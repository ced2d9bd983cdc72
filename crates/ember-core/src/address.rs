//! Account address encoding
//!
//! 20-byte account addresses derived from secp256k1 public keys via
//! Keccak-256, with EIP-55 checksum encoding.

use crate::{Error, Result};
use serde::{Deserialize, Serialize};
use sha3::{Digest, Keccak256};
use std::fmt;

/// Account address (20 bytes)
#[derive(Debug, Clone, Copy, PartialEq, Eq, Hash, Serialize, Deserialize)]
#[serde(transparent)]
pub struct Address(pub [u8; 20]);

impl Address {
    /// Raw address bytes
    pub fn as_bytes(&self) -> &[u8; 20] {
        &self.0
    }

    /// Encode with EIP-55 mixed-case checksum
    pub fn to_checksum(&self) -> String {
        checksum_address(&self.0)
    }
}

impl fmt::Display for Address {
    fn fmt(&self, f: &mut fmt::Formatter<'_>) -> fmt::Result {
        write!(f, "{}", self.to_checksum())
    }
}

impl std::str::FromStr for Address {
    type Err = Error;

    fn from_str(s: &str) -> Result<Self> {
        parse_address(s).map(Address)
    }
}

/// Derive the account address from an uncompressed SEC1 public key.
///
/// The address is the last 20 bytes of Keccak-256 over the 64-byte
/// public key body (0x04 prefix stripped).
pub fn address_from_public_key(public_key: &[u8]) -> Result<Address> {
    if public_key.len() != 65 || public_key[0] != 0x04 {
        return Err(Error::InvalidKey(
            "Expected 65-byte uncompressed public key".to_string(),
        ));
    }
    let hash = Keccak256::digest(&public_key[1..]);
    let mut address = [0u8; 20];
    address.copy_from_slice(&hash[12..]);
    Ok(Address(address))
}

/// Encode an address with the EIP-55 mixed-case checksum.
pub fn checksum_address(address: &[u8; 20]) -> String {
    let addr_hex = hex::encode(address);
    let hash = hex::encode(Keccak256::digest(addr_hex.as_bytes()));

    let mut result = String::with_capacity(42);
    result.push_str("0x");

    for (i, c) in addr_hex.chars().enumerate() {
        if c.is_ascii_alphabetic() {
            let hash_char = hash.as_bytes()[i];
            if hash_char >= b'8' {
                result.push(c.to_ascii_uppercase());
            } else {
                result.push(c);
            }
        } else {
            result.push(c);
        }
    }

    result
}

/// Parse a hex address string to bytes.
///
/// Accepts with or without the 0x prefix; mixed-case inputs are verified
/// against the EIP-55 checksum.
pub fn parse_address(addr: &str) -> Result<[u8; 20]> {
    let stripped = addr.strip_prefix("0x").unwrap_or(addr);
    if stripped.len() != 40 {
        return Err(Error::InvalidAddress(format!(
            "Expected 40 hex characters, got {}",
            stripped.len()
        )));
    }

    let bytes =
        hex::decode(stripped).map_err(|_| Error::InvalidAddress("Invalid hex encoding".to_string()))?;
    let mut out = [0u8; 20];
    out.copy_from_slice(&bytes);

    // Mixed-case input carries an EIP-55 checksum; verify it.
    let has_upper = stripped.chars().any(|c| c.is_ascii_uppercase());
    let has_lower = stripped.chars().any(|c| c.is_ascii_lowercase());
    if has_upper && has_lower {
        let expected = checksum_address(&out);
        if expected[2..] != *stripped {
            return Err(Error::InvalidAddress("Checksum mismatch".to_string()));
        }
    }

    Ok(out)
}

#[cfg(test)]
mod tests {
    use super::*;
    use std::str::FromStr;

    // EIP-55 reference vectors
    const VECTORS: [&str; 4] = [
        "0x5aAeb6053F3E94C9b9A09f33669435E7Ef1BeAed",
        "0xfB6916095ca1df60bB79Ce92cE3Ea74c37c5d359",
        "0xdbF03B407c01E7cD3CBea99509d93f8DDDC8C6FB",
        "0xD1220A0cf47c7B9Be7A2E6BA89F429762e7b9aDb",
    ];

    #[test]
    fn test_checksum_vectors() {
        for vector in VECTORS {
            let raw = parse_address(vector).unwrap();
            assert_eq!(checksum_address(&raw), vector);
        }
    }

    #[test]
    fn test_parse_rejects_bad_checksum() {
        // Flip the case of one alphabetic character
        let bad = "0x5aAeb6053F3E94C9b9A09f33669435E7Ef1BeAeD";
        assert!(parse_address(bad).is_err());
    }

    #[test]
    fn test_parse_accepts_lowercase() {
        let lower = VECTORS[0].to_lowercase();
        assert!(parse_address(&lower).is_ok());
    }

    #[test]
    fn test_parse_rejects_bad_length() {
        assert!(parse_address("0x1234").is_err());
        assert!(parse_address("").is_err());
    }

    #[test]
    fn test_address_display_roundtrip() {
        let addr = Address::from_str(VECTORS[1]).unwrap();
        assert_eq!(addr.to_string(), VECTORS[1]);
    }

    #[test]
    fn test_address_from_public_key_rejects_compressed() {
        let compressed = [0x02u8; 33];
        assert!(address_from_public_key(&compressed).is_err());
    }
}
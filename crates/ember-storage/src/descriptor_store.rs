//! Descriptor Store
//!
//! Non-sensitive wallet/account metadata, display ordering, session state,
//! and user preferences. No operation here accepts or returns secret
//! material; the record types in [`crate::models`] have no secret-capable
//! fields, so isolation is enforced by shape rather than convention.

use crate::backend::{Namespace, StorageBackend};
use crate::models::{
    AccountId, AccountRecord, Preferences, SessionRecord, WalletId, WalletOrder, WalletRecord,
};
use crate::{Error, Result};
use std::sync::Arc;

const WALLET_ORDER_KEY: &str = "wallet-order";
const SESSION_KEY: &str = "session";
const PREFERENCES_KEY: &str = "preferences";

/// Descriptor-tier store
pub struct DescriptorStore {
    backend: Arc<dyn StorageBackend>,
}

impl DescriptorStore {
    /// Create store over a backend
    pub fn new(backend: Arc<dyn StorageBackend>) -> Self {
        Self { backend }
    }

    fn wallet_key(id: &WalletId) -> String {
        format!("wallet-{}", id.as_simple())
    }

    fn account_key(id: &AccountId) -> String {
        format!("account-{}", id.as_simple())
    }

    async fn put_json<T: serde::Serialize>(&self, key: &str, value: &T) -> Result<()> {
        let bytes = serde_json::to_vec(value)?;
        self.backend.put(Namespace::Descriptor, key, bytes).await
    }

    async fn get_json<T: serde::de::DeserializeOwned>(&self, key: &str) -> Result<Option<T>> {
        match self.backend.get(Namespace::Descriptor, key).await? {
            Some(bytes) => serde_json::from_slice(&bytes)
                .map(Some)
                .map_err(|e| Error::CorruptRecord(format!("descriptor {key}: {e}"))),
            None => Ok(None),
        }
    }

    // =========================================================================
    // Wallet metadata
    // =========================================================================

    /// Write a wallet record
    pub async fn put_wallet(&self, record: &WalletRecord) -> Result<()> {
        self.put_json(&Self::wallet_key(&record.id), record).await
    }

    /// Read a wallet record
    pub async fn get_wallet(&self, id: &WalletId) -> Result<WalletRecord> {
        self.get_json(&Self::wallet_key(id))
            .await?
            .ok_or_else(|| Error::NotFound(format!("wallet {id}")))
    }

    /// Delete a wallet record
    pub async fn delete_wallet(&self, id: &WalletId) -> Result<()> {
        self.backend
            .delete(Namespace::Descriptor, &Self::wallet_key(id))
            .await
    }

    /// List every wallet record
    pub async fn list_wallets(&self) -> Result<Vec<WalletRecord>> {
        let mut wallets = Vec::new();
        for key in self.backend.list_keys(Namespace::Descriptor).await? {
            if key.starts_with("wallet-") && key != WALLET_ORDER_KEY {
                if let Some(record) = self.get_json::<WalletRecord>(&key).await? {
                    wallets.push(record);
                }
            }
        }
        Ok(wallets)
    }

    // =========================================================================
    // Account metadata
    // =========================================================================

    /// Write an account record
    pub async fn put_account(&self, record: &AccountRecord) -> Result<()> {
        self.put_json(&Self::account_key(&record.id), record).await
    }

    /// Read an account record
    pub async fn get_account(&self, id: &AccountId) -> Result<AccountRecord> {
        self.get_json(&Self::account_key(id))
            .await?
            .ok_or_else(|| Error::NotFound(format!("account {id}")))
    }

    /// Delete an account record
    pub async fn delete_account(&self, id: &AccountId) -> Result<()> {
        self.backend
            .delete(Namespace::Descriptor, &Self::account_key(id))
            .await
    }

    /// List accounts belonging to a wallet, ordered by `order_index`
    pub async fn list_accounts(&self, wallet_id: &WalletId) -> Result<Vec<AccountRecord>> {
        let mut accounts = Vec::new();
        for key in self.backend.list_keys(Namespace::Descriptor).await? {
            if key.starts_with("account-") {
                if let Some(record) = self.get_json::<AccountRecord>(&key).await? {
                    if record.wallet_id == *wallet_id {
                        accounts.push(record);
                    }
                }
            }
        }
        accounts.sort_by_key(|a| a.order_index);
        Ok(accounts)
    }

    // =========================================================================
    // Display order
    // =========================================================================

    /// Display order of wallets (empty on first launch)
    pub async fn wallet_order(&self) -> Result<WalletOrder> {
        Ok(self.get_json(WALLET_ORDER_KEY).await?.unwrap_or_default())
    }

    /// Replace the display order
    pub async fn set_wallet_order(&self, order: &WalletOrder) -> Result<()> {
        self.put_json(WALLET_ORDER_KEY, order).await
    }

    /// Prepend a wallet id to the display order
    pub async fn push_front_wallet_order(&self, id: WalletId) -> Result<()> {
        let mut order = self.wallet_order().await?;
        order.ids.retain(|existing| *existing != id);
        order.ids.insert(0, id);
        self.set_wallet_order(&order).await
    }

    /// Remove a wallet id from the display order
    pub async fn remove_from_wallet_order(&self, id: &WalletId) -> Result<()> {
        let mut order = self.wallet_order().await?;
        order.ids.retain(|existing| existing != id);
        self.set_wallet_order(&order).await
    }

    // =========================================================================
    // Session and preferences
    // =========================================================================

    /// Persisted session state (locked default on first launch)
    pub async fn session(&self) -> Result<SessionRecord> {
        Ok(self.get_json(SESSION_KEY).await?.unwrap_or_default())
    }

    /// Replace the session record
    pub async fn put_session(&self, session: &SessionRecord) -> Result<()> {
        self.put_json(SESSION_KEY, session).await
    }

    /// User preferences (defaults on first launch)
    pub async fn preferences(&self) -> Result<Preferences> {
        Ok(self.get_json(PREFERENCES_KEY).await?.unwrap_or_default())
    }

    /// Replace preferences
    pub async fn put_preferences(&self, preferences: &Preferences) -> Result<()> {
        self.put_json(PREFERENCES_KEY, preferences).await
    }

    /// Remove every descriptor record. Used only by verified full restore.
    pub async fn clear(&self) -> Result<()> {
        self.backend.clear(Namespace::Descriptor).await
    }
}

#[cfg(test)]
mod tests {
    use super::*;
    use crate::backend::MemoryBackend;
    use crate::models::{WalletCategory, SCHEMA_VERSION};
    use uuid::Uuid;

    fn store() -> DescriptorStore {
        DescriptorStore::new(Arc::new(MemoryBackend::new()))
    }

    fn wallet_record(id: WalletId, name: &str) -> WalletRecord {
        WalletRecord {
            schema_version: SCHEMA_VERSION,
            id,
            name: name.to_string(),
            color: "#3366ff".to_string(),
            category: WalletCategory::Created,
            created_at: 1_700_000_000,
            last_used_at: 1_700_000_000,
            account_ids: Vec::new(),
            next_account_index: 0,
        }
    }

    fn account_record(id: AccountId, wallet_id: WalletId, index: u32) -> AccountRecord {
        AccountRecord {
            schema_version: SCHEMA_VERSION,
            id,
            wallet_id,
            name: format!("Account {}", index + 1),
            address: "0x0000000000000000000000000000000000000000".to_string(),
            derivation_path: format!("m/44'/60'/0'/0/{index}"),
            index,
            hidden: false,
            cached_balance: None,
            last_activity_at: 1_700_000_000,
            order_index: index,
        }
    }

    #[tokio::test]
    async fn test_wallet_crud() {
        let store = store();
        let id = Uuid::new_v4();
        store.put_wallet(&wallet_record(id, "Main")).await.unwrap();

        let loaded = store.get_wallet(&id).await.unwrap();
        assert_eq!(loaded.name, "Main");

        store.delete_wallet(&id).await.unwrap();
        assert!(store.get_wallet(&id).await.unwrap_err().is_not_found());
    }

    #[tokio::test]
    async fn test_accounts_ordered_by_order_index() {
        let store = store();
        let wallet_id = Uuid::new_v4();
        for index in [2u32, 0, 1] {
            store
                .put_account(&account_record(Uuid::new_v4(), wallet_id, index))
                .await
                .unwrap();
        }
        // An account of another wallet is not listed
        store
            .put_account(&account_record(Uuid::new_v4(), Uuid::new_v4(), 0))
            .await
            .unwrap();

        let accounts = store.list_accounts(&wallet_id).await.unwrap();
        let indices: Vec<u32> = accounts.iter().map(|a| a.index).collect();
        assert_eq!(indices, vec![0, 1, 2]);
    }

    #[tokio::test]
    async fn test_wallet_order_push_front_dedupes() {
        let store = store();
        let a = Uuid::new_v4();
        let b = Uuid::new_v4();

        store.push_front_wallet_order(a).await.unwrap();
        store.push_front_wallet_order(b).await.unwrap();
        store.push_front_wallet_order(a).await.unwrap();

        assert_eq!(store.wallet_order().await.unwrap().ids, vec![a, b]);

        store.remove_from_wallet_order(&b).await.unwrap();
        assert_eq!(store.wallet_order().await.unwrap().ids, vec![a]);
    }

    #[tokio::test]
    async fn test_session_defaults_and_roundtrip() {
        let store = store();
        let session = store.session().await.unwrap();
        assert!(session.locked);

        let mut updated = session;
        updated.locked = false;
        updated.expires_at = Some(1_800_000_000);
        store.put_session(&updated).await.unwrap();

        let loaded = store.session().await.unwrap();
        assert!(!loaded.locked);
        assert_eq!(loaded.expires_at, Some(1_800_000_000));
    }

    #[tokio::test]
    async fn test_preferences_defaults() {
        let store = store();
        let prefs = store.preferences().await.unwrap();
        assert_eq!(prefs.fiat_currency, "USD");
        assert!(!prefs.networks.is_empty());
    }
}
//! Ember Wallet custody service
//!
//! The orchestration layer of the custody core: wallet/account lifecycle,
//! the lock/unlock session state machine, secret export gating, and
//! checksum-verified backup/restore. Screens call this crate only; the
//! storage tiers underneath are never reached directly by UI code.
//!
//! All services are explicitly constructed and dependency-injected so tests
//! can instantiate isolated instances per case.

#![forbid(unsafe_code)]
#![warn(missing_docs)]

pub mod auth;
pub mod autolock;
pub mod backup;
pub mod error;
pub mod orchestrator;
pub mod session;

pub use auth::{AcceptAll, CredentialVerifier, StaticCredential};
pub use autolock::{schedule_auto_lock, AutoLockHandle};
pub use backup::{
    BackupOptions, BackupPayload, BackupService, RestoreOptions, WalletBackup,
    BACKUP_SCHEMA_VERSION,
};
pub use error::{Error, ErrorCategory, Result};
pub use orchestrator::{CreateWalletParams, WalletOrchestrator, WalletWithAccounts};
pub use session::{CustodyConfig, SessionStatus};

--

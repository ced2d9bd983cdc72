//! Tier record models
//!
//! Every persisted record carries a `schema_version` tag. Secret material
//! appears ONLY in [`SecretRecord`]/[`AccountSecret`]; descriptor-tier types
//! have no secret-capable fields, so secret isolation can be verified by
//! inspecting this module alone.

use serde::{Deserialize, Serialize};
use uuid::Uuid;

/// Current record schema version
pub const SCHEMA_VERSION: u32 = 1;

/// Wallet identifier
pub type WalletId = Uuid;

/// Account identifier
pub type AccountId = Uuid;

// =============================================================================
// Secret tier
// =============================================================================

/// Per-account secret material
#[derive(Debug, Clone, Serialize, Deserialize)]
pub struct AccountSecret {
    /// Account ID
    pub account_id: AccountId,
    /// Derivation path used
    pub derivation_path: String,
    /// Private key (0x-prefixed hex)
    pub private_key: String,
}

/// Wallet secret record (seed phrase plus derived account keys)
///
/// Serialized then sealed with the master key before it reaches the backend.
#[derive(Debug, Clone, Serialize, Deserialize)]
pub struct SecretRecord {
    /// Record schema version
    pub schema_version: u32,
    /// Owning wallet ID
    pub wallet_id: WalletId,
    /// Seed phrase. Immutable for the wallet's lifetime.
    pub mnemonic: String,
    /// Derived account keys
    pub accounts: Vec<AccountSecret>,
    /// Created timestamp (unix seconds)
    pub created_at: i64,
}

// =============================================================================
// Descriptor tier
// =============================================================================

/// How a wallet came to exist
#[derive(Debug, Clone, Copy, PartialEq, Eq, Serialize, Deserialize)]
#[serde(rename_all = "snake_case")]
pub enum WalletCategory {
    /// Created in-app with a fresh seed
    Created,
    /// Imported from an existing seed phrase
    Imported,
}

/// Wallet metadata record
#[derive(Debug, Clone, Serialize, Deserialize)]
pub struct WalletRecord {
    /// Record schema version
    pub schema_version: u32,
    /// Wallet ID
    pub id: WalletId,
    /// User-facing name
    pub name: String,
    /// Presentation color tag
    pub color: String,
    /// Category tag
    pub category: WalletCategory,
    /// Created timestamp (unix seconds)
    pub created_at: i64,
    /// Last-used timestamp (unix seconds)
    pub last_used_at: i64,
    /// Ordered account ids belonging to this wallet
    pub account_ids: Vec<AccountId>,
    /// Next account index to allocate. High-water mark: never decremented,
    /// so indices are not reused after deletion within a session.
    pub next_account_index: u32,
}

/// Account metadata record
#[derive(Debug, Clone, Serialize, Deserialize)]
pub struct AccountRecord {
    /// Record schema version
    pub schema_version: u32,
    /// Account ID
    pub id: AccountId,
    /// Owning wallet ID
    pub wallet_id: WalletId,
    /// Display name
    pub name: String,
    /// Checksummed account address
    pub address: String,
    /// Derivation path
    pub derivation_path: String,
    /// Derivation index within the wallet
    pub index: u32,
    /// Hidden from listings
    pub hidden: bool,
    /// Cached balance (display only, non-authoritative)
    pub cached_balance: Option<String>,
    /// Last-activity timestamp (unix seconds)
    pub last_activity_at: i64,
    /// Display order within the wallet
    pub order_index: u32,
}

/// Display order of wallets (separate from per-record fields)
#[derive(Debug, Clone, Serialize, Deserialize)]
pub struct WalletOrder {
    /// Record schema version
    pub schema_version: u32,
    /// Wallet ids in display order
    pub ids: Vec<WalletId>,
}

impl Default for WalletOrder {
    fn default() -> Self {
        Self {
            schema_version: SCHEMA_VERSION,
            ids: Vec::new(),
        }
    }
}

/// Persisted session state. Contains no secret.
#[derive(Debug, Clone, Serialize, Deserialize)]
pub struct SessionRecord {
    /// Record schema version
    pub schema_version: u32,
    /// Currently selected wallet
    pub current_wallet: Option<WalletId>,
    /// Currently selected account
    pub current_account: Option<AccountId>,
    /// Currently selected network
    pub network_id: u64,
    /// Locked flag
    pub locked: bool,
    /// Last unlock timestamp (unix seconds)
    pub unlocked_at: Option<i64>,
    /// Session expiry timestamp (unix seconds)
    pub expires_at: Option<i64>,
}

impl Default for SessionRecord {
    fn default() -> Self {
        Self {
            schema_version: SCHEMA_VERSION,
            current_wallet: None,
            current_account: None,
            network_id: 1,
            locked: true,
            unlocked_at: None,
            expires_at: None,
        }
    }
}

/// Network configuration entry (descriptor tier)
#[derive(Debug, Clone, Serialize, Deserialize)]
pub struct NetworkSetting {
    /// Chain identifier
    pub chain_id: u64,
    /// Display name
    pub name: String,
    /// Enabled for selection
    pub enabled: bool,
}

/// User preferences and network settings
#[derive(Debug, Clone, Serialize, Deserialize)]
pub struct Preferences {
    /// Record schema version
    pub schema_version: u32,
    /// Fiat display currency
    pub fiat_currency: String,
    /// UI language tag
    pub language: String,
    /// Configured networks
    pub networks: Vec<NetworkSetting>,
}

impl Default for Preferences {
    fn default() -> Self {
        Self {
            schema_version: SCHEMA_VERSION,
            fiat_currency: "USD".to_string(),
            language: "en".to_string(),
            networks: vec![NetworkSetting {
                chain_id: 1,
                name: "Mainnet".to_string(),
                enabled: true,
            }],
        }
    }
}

--

In the material above, find every line with the word "NetworkSetting" and show it.

pub struct NetworkSetting {
    pub networks: Vec<NetworkSetting>,
            networks: vec![NetworkSetting {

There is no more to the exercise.